What’s interesting is that up until that moment, I had no social identity, no nation, no homeland, but I did have a world. Within the meandering rift between the world and my parents, I had been living in a timespan unsullied by others. Each and every word was to me a fleeting, limpid, lyrical sound. But after I heard ‘they slaughtered us,’ all the words I knew began to harden. The fearless fantasies my imagination nourished were suddenly stained by the injured expressions of an outsider. It was as though I was a fruit with two seeds and a bitter rind. From one seed sprouted words to consecrate what it meant to be alive; from the other, execrable sorrow. I was made of their language: shaped by my mother’s tone of voice, silenced by my grandmother’s taciturn manner, I was imprisoned in a rhetorical bind, as everyone is, between life and despair.

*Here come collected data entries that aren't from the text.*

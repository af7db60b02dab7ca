use std::fmt;

use serde::{Deserialize, Serialize};

/// Rarity of a persisted piece, ordered from least to most rare.
#[derive(
    Debug, Clone, Copy, Default, PartialEq, Eq, PartialOrd, Ord, Hash, Serialize, Deserialize,
)]
#[serde(rename_all = "SCREAMING_SNAKE_CASE")]
pub enum RarityTier {
    #[default]
    Common,
    Uncommon,
    Rare,
    Epic,
    Legendary,
    Mythic,
}

impl RarityTier {
    pub const ALL: [RarityTier; 6] = [
        RarityTier::Common,
        RarityTier::Uncommon,
        RarityTier::Rare,
        RarityTier::Epic,
        RarityTier::Legendary,
        RarityTier::Mythic,
    ];

    #[must_use]
    pub const fn as_str(self) -> &'static str {
        match self {
            RarityTier::Common => "COMMON",
            RarityTier::Uncommon => "UNCOMMON",
            RarityTier::Rare => "RARE",
            RarityTier::Epic => "EPIC",
            RarityTier::Legendary => "LEGENDARY",
            RarityTier::Mythic => "MYTHIC",
        }
    }
}

impl fmt::Display for RarityTier {
    fn fmt(&self, f: &mut fmt::Formatter<'_>) -> fmt::Result {
        f.write_str(self.as_str())
    }
}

The first hard word I ever encountered was ‘impossibility’: the impossibility of sharing the stories told at home with others. I would listen to my grandmother tell various parables rooted in her Alevi faith, only to be forcefully admonished afterward that I ought not to tell others what I’d heard. This was a kind of training in the art of silence. I will not speak at length about how corrosive it has felt to hide that my family are the descendants of the Alevi exiles of Dersim, in particular because my father was an officer and we lived covertly as a religious minority in a military environment, in a hierarchical community that is the state’s singular stronghold for the pure Turkish-Sunni identity. Turkey’s one-nation ideology insists upon the uniform homogeneity of all citizens as the foundation of its Republican revolution; this ideology has so flagrantly failed to stand the test of time that we ought to set aside complaining about it and inaugurate a new time altogether. Because every complaint and denunciation, every language of Otherhood established in opposition to this homogeneity, has the potential to evolve with every passing day into a discourse that promotes further militarism. If nothing else, I refuse any nationalist the right to speak on my behalf. The best way to unshackle the discourses of freedom and justice from the snare of one culture, one minority, one religion or one people, is to let them speak in opposition, simultaneously with everyone and as everyone, without attempting to assume power. This plural language, in my opinion, is so emancipatory that it does not merely compel domestic silence out into the open; it also attaches the language in which that silence belongs to all languages, to all humanity.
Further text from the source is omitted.